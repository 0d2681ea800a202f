//! Roster loading and simulated match outcomes for demo tournaments

use crate::error::Result;
use crate::service::director::{RoundReport, TournamentDirector};
use crate::types::{MatchResult, Pairing, PlayerId};
use anyhow::{anyhow, Context};
use rand::rngs::StdRng;
use rand::seq::SliceRandom;
use rand::SeedableRng;
use serde::{Deserialize, Serialize};
use std::path::Path;
use tracing::info;

/// A player to sign up
#[derive(Debug, Clone, PartialEq, Serialize, Deserialize)]
pub struct RosterEntry {
    /// Tournament code; the simulation default is used when absent
    pub tournament: Option<String>,
    /// Fixed id; assigned by the registrar when absent
    pub id: Option<PlayerId>,
    pub name: String,
}

/// List of players loaded from TOML (`[[players]]` tables)
#[derive(Debug, Clone, Default, PartialEq, Serialize, Deserialize)]
pub struct Roster {
    pub players: Vec<RosterEntry>,
}

impl Roster {
    pub fn from_toml_str(raw: &str) -> Result<Self> {
        toml::from_str(raw).map_err(|e| anyhow!("Invalid roster: {}", e))
    }

    pub fn from_file(path: &Path) -> Result<Self> {
        let raw = std::fs::read_to_string(path)
            .with_context(|| format!("Failed to read roster {}", path.display()))?;
        Self::from_toml_str(&raw)
    }

    /// Eleven players with fixed ids in tournament `code`
    pub fn demo(code: &str) -> Self {
        let names = [
            "New Guy",
            "Old Guy",
            "Rich Guy",
            "Poor Guy",
            "Tall Guy",
            "Short Guy",
            "Small Guy",
            "Big Guy",
            "Good Guy",
            "Bad Guy",
            "Cool Guy",
        ];
        Self {
            players: names
                .iter()
                .zip(101..)
                .map(|(name, id)| RosterEntry {
                    tournament: Some(code.to_string()),
                    id: Some(id),
                    name: name.to_string(),
                })
                .collect(),
        }
    }

    /// Register every entry; returns the ids in roster order
    pub async fn sign_up(
        &self,
        director: &TournamentDirector,
        default_tournament: &str,
    ) -> Result<Vec<PlayerId>> {
        let mut ids = Vec::with_capacity(self.players.len());
        for entry in &self.players {
            let tournament = entry.tournament.as_deref().unwrap_or(default_tournament);
            let id = match entry.id {
                Some(id) => {
                    director
                        .register_player_with_id(tournament, id, &entry.name)
                        .await?;
                    id
                }
                None => director.register_player(tournament, &entry.name).await?,
            };
            ids.push(id);
        }
        info!("Signed up {} players", ids.len());
        Ok(ids)
    }
}

/// Uniformly random win/lose/tie outcomes
#[derive(Debug)]
pub struct RandomResults {
    rng: StdRng,
}

impl RandomResults {
    pub fn new(seed: Option<u64>) -> Self {
        let rng = match seed {
            Some(seed) => StdRng::seed_from_u64(seed),
            None => StdRng::from_entropy(),
        };
        Self { rng }
    }

    pub fn next_result(&mut self) -> MatchResult {
        *MatchResult::ALL
            .choose(&mut self.rng)
            .unwrap_or(&MatchResult::Tie)
    }
}

/// Play `rounds` rounds with random outcomes, stopping early at the first
/// round that could not be completed
pub async fn simulate_rounds(
    director: &TournamentDirector,
    tournament: &str,
    rounds: u32,
    results: &mut RandomResults,
) -> Result<Vec<RoundReport>> {
    let mut reports = Vec::new();
    for round in 1..=rounds {
        let report = director
            .play_round(tournament, |_: &Pairing| results.next_result())
            .await?;
        let complete = report.pairing.is_complete();
        info!("Round {} of {} played in {}", round, rounds, tournament);
        reports.push(report);
        if !complete {
            break;
        }
    }
    Ok(reports)
}

#[cfg(test)]
mod tests {
    use super::*;

    #[test]
    fn test_roster_toml() {
        let roster = Roster::from_toml_str(
            r#"
            [[players]]
            tournament = "WOW"
            id = 101
            name = "New Guy"

            [[players]]
            name = "Walk In"
            "#,
        )
        .unwrap();

        assert_eq!(roster.players.len(), 2);
        assert_eq!(roster.players[0].id, Some(101));
        assert_eq!(roster.players[1].tournament, None);
        assert_eq!(roster.players[1].id, None);
    }

    #[test]
    fn test_demo_roster() {
        let roster = Roster::demo("WOW");
        assert_eq!(roster.players.len(), 11);
        assert_eq!(roster.players[0].id, Some(101));
        assert_eq!(roster.players[10].id, Some(111));
        assert_eq!(roster.players[10].name, "Cool Guy");
    }

    #[test]
    fn test_seeded_results_repeat() {
        let mut a = RandomResults::new(Some(3));
        let mut b = RandomResults::new(Some(3));
        let first: Vec<_> = (0..16).map(|_| a.next_result()).collect();
        let second: Vec<_> = (0..16).map(|_| b.next_result()).collect();
        assert_eq!(first, second);
    }
}
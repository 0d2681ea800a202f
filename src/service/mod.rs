//! Tournament coordination services
//!
//! The director runs tournaments against an injected storage; the simulation
//! helpers drive it with rosters and random outcomes.

pub mod director;
pub mod simulation;

pub use director::{RecordedResult, RoundReport, TournamentDirector};
pub use simulation::{simulate_rounds, RandomResults, Roster, RosterEntry};
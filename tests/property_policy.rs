//! Property-based tests for policy evaluation
//!
//! Uses proptest to verify decision invariants hold across random policies

use iam_engine::iam::{
    AuthorizationRequest, CaseSensitivity, Decision, DefaultPolicyEngine, DenyReason, Effect,
    KeySnapshot, PatternMatcher, PolicyEngine, PolicyScope, PolicyVersion, Principal,
    ResourceAccount, Statement,
};
use iam_engine::QualifiedName;
use proptest::prelude::*;
use std::sync::Arc;

const ACCOUNT: &str = "000000000001";

fn action_pattern() -> impl Strategy<Value = String> {
    prop_oneof![
        Just("ec2:*".to_string()),
        Just("*".to_string()),
        "[A-Z][a-z]{1,6}\\*?".prop_map(|name| format!("ec2:{}", name)),
        "[A-Z][a-z]{1,6}".prop_map(|name| format!("s3:{}", name)),
    ]
}

fn resource_pattern() -> impl Strategy<Value = String> {
    prop_oneof![
        Just("*".to_string()),
        "i-[0-9]{1,2}\\*?".prop_map(|name| format!("ec2:instance/{}", name)),
        "vol-[0-9]".prop_map(|name| format!("ec2:volume/{}", name)),
    ]
}

fn statement() -> impl Strategy<Value = Statement> {
    (
        prop_oneof![Just(Effect::Allow), Just(Effect::Deny)],
        prop::collection::vec(action_pattern(), 1..3),
        prop::collection::vec(resource_pattern(), 1..3),
    )
        .prop_map(|(effect, actions, resources)| Statement::new(effect, actions, resources))
}

fn decide(engine: &DefaultPolicyEngine, statements: Vec<Statement>, action: &str, name: &str) -> Decision {
    let policy = Arc::new(PolicyVersion::new("p", ACCOUNT, PolicyScope::User, statements));
    let principal = Arc::new(Principal::user("alice", ACCOUNT).with_policy(policy));
    let policies = principal.policies().to_vec();
    let ctx = engine
        .create_evaluation_context(
            Some(QualifiedName::new("ec2", "instance").unwrap()),
            QualifiedName::new("ec2", action).unwrap(),
            principal,
            KeySnapshot::new(),
            policies,
            None,
        )
        .unwrap();
    engine
        .evaluate_authorization(&ctx, &AuthorizationRequest::new(ResourceAccount::account(ACCOUNT), name))
        .unwrap()
}

proptest! {
    #[test]
    fn prop_decisions_are_deterministic(
        statements in prop::collection::vec(statement(), 0..8),
        action in "[A-Z][a-z]{1,6}",
        name in "i-[0-9]{1,3}",
    ) {
        let engine = DefaultPolicyEngine::default();
        let first = decide(&engine, statements.clone(), &action, &name);
        let second = decide(&engine, statements.clone(), &action, &name);
        prop_assert_eq!(&first, &second);

        // A fresh engine with a cold cache agrees
        let cold = decide(&DefaultPolicyEngine::default(), statements, &action, &name);
        prop_assert_eq!(first, cold);
    }

    #[test]
    fn prop_universal_deny_always_wins(
        statements in prop::collection::vec(statement(), 0..8),
        action in "[A-Z][a-z]{1,6}",
        name in "i-[0-9]{1,3}",
    ) {
        let engine = DefaultPolicyEngine::default();
        let mut statements = statements;
        statements.push(Statement::new(Effect::Deny, ["ec2:*"], ["*"]).with_sid("DenyAll"));

        let decision = decide(&engine, statements, &action, &name);
        let is_explicit_deny = matches!(decision, Decision::Deny(DenyReason::ExplicitDeny { .. }));
        prop_assert!(is_explicit_deny);
    }

    #[test]
    fn prop_statement_order_is_irrelevant(
        statements in prop::collection::vec(statement(), 0..8),
        action in "[A-Z][a-z]{1,6}",
        name in "i-[0-9]{1,3}",
    ) {
        let engine = DefaultPolicyEngine::default();
        let forward = decide(&engine, statements.clone(), &action, &name);
        let mut reversed = statements;
        reversed.reverse();
        let backward = decide(&engine, reversed, &action, &name);
        prop_assert_eq!(forward.is_allowed(), backward.is_allowed());
    }

    #[test]
    fn prop_no_statements_is_implicit_deny(
        action in "[A-Z][a-z]{1,6}",
        name in "[a-z0-9-]{1,12}",
    ) {
        let engine = DefaultPolicyEngine::default();
        prop_assert_eq!(
            decide(&engine, Vec::new(), &action, &name),
            Decision::Deny(DenyReason::ImplicitDeny)
        );
    }

    #[test]
    fn prop_literal_pattern_is_string_equality(
        pattern in "[a-zA-Z0-9.+()-]{0,16}",
        value in "[a-zA-Z0-9.+()-]{0,16}",
    ) {
        let matcher = PatternMatcher::default();
        prop_assert_eq!(
            matcher.matches(&pattern, &value, CaseSensitivity::Sensitive),
            pattern == value
        );
        prop_assert_eq!(
            matcher.matches(&pattern, &value, CaseSensitivity::Insensitive),
            pattern.eq_ignore_ascii_case(&value)
        );
    }

    #[test]
    fn prop_prefix_wildcard_matches_extensions(
        prefix in "[a-z0-9:-]{0,12}",
        suffix in "[a-z0-9:/-]{0,12}",
    ) {
        let matcher = PatternMatcher::new(8);
        let pattern = format!("{}*", prefix);
        let value = format!("{}{}", prefix, suffix);
        prop_assert!(matcher.matches(&pattern, &value, CaseSensitivity::Sensitive));
    }
}
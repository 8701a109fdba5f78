//! Statement matching against a qualified action and resource
//!
//! Produces the set of statements that apply to one request. Precedence
//! between the matched statements is the effect resolver's job.

use super::context::EvaluationContext;
use super::pattern::PatternMatcher;
use super::policy::{Effect, PolicyVersion, Statement};
use super::principal::ResourceAccount;
use super::quota::QuotaLimit;

/// How strictly statements are matched
#[derive(Debug, Clone, Copy, PartialEq, Eq, Default)]
pub enum MatchMode {
    /// Full matching: action, resource, principal and conditions
    #[default]
    All,
    /// Resource-agnostic probe over statements without conditions
    ///
    /// Allow statements count for any resource pattern; Deny statements count
    /// only when they cover every resource. This is NOT sound for gating a
    /// concrete resource: a Deny scoped to that resource is not seen.
    Unconditional,
}

/// A statement that applies to the request, with its source policy
#[derive(Debug, Clone, Copy)]
pub struct MatchedStatement<'a> {
    pub policy: &'a PolicyVersion,
    pub statement: &'a Statement,
    /// Supplied as the request's resource policy rather than bound to the
    /// principal. The policy's own scope tag plays no part.
    pub resource_side: bool,
}

impl MatchedStatement<'_> {
    pub fn effect(&self) -> Effect {
        self.statement.effect
    }

    /// True when the statement came from the request's resource policy
    pub fn from_resource_policy(&self) -> bool {
        self.resource_side
    }
}

pub struct StatementMatcher<'a> {
    patterns: &'a PatternMatcher,
}

impl<'a> StatementMatcher<'a> {
    pub fn new(patterns: &'a PatternMatcher) -> Self {
        StatementMatcher { patterns }
    }

    /// Allow/Deny statements that apply to the request
    ///
    /// The optional resource policy is merged after the identity policies.
    /// Only its statements are matched against their `Principal` element.
    pub fn matching<'c>(
        &self,
        context: &'c EvaluationContext,
        resource_policy: Option<&'c PolicyVersion>,
        mode: MatchMode,
        resource_account: &ResourceAccount,
        resource_name: &str,
    ) -> Vec<MatchedStatement<'c>> {
        let identity = context.statements().map(|(policy, statement)| MatchedStatement {
            policy,
            statement,
            resource_side: false,
        });
        let resource_side = resource_policy.into_iter().flat_map(|policy| {
            policy.statements().iter().map(move |statement| MatchedStatement {
                policy,
                statement,
                resource_side: true,
            })
        });

        identity
            .chain(resource_side)
            .filter(|matched| self.applies(context, matched, mode, resource_account, resource_name))
            .collect()
    }

    fn applies(
        &self,
        context: &EvaluationContext,
        matched: &MatchedStatement<'_>,
        mode: MatchMode,
        resource_account: &ResourceAccount,
        resource_name: &str,
    ) -> bool {
        let statement = matched.statement;
        if statement.effect == Effect::Limit {
            return false;
        }
        if !statement.matches_action(self.patterns, context.action()) {
            return false;
        }
        if matched.resource_side
            && !statement.matches_principal(self.patterns, context.effective_principal())
        {
            return false;
        }

        match mode {
            MatchMode::All => {
                statement.matches_resource(
                    self.patterns,
                    resource_account,
                    context.resource_type(),
                    resource_name,
                ) && statement.conditions_hold(context.keys(), self.patterns)
            }
            MatchMode::Unconditional => {
                statement.is_unconditional()
                    && (statement.effect == Effect::Allow || statement.covers_all_resources())
            }
        }
    }

    /// Quota limits of `Limit` statements that apply to the allocation
    ///
    /// Only the identity policies of the context are consulted. Allocations
    /// are made in the principal's own account.
    pub fn matching_limits<'c>(
        &self,
        context: &'c EvaluationContext,
        resource_name: &str,
    ) -> Vec<&'c QuotaLimit> {
        let resource_type = match context.resource_type() {
            Some(resource_type) => resource_type,
            None => return Vec::new(),
        };
        let owner = ResourceAccount::account(context.principal().account_number());

        context
            .statements()
            .filter(|(_, statement)| statement.effect == Effect::Limit)
            .filter_map(|(_, statement)| {
                let quota = statement.quota.as_ref()?;
                let applies = quota.resource_type == *resource_type
                    && statement.matches_action(self.patterns, context.action())
                    && statement.matches_resource(self.patterns, &owner, Some(resource_type), resource_name)
                    && statement.conditions_hold(context.keys(), self.patterns);
                applies.then_some(quota)
            })
            .collect()
    }
}
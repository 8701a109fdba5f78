//! Condition key resolution
//!
//! Condition keys are named values a statement's condition block is evaluated
//! against. Host-scoped keys describe the receiving host and are computed once
//! per process; request-scoped keys are supplied by the caller on each call.
//! Both end up in a [`KeySnapshot`] bound to one evaluation context.

use crate::error::{AuthError, KeyError};
use once_cell::sync::OnceCell;
use std::collections::BTreeMap;
use std::fmt;
use std::sync::Arc;
use tracing::debug;

/// Well-known key: the caller's source address
pub const SOURCE_IP: &str = "aws:sourceip";
/// Well-known key: the current time (RFC 3339)
pub const CURRENT_TIME: &str = "aws:currenttime";
/// Well-known key: whether the request arrived over TLS
pub const SECURE_TRANSPORT: &str = "aws:securetransport";

/// Where a key's value comes from
#[derive(Debug, Clone, Copy, PartialEq, Eq, Hash)]
pub enum KeyScope {
    /// Computed on the receiving host, once per process
    Host,
    /// Supplied by the caller for a single request
    Request,
}

/// A resolvable condition key
pub trait ConditionKey: Send + Sync {
    /// Key name, e.g. `aws:sourceip`
    fn name(&self) -> &str;

    fn scope(&self) -> KeyScope;

    /// Compute the current value
    fn value(&self) -> anyhow::Result<String>;
}

/// Source of the condition keys known to this process
pub trait KeyRegistry: Send + Sync {
    fn keys(&self) -> Vec<Arc<dyn ConditionKey>>;

    /// Keys constrained to receiving-host evaluation
    fn host_keys(&self) -> Vec<Arc<dyn ConditionKey>> {
        self.keys()
            .into_iter()
            .filter(|key| key.scope() == KeyScope::Host)
            .collect()
    }
}

/// A key with a fixed value
#[derive(Debug, Clone)]
pub struct StaticKey {
    name: String,
    scope: KeyScope,
    value: String,
}

impl StaticKey {
    pub fn new(name: impl Into<String>, scope: KeyScope, value: impl Into<String>) -> Self {
        StaticKey {
            name: name.into(),
            scope,
            value: value.into(),
        }
    }

    pub fn host(name: impl Into<String>, value: impl Into<String>) -> Self {
        Self::new(name, KeyScope::Host, value)
    }
}

impl ConditionKey for StaticKey {
    fn name(&self) -> &str {
        &self.name
    }

    fn scope(&self) -> KeyScope {
        self.scope
    }

    fn value(&self) -> anyhow::Result<String> {
        Ok(self.value.clone())
    }
}

/// A registry holding a fixed list of keys
#[derive(Default, Clone)]
pub struct StaticKeyRegistry {
    keys: Vec<Arc<dyn ConditionKey>>,
}

impl StaticKeyRegistry {
    pub fn new() -> Self {
        Self::default()
    }

    pub fn with_key(mut self, key: impl ConditionKey + 'static) -> Self {
        self.keys.push(Arc::new(key));
        self
    }
}

impl KeyRegistry for StaticKeyRegistry {
    fn keys(&self) -> Vec<Arc<dyn ConditionKey>> {
        self.keys.clone()
    }
}

impl fmt::Debug for StaticKeyRegistry {
    fn fmt(&self, f: &mut fmt::Formatter<'_>) -> fmt::Result {
        let names: Vec<&str> = self.keys.iter().map(|k| k.name()).collect();
        f.debug_struct("StaticKeyRegistry")
            .field("keys", &names)
            .finish()
    }
}

/// Resolved key values for one evaluation
///
/// Key names are case-insensitive and stored lowercase.
#[derive(Debug, Clone, Default, PartialEq, Eq)]
pub struct KeySnapshot {
    values: BTreeMap<String, String>,
}

impl KeySnapshot {
    pub fn new() -> Self {
        Self::default()
    }

    /// Insert a value, replacing any previous value for the key
    pub fn insert(&mut self, key: impl AsRef<str>, value: impl Into<String>) {
        self.values
            .insert(key.as_ref().to_ascii_lowercase(), value.into());
    }

    /// Builder form of [`insert`](Self::insert)
    pub fn with(mut self, key: impl AsRef<str>, value: impl Into<String>) -> Self {
        self.insert(key, value);
        self
    }

    pub fn get(&self, key: &str) -> Option<&str> {
        self.values
            .get(&key.to_ascii_lowercase())
            .map(String::as_str)
    }

    pub fn contains(&self, key: &str) -> bool {
        self.get(key).is_some()
    }

    pub fn len(&self) -> usize {
        self.values.len()
    }

    pub fn is_empty(&self) -> bool {
        self.values.is_empty()
    }

    pub fn iter(&self) -> impl Iterator<Item = (&str, &str)> {
        self.values.iter().map(|(k, v)| (k.as_str(), v.as_str()))
    }

    /// Merge host keys with caller-supplied request keys
    ///
    /// Host values win: a request cannot spoof a host-scoped key.
    pub fn merge(host: &KeySnapshot, request: &KeySnapshot) -> KeySnapshot {
        let mut merged = request.clone();
        for (key, value) in &host.values {
            if let Some(previous) = merged.values.insert(key.clone(), value.clone()) {
                if &previous != value {
                    debug!(key = %key, "Ignoring request value for host-scoped condition key");
                }
            }
        }
        merged
    }
}

impl<K: AsRef<str>, V: Into<String>> FromIterator<(K, V)> for KeySnapshot {
    fn from_iter<I: IntoIterator<Item = (K, V)>>(iter: I) -> Self {
        let mut snapshot = KeySnapshot::new();
        for (key, value) in iter {
            snapshot.insert(key, value);
        }
        snapshot
    }
}

/// Compute every host-scoped key in the registry
///
/// A failure here signals misconfiguration rather than a deny, so it is
/// surfaced as [`AuthError::KeyResolution`].
pub fn evaluate_host_keys(registry: &dyn KeyRegistry) -> Result<KeySnapshot, AuthError> {
    let mut snapshot = KeySnapshot::new();
    for key in registry.host_keys() {
        let value = key.value().map_err(|source| AuthError::KeyResolution {
            key: key.name().to_string(),
            source: KeyError::Failed {
                key: key.name().to_string(),
                source,
            },
        })?;
        snapshot.insert(key.name(), value);
    }
    Ok(snapshot)
}

/// Host-scoped keys, computed once per process on first successful use
pub struct HostKeys {
    registry: Arc<dyn KeyRegistry>,
    snapshot: OnceCell<KeySnapshot>,
}

impl HostKeys {
    pub fn new(registry: Arc<dyn KeyRegistry>) -> Self {
        HostKeys {
            registry,
            snapshot: OnceCell::new(),
        }
    }

    /// No host keys at all
    pub fn empty() -> Self {
        Self::new(Arc::new(StaticKeyRegistry::new()))
    }

    /// The host snapshot; a failed computation is retried on the next call
    pub fn snapshot(&self) -> Result<&KeySnapshot, AuthError> {
        self.snapshot
            .get_or_try_init(|| evaluate_host_keys(self.registry.as_ref()))
    }
}

impl fmt::Debug for HostKeys {
    fn fmt(&self, f: &mut fmt::Formatter<'_>) -> fmt::Result {
        f.debug_struct("HostKeys")
            .field("resolved", &self.snapshot.get().is_some())
            .finish()
    }
}
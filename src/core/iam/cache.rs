//! LRU cache of compiled wildcard patterns
//!
//! Statement patterns are few and reused on every request, so compiling each
//! glob once keeps matching to a single regex scan.

use lru::LruCache;
use parking_lot::Mutex;
use regex::Regex;
use std::num::NonZeroUsize;
use std::sync::Arc;

/// Cache key for a compiled pattern
#[derive(Debug, Clone, PartialEq, Eq, Hash)]
struct CacheKey {
    pattern: String,
    ignore_case: bool,
}

/// Thread-safe LRU cache of compiled patterns
pub struct PatternCache {
    cache: Mutex<LruCache<CacheKey, Arc<Regex>>>,
}

impl PatternCache {
    /// Create a new pattern cache with given capacity (at least one entry)
    pub fn new(capacity: usize) -> Self {
        let capacity = NonZeroUsize::new(capacity).unwrap_or(NonZeroUsize::MIN);
        PatternCache {
            cache: Mutex::new(LruCache::new(capacity)),
        }
    }

    /// Get a cached compiled pattern
    pub fn get(&self, pattern: &str, ignore_case: bool) -> Option<Arc<Regex>> {
        let key = CacheKey {
            pattern: pattern.to_string(),
            ignore_case,
        };
        self.cache.lock().get(&key).cloned()
    }

    /// Put a compiled pattern in the cache
    pub fn put(&self, pattern: &str, ignore_case: bool, regex: Arc<Regex>) {
        let key = CacheKey {
            pattern: pattern.to_string(),
            ignore_case,
        };
        self.cache.lock().put(key, regex);
    }

    /// Clear the cache
    pub fn clear(&self) {
        self.cache.lock().clear();
    }

    pub fn len(&self) -> usize {
        self.cache.lock().len()
    }

    pub fn is_empty(&self) -> bool {
        self.cache.lock().is_empty()
    }
}

impl std::fmt::Debug for PatternCache {
    fn fmt(&self, f: &mut std::fmt::Formatter<'_>) -> std::fmt::Result {
        f.debug_struct("PatternCache")
            .field("len", &self.len())
            .finish()
    }
}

☆ ☆ ☆ ☆ ☆

Exercise objective — For the string "KeyScope", search the preceding data and copy every line that includes it.

Result of this task —
pub enum KeyScope {
    fn scope(&self) -> KeyScope;
            .filter(|key| key.scope() == KeyScope::Host)
    scope: KeyScope,
    pub fn new(name: impl Into<String>, scope: KeyScope, value: impl Into<String>) -> Self {
        Self::new(name, KeyScope::Host, value)
    fn scope(&self) -> KeyScope {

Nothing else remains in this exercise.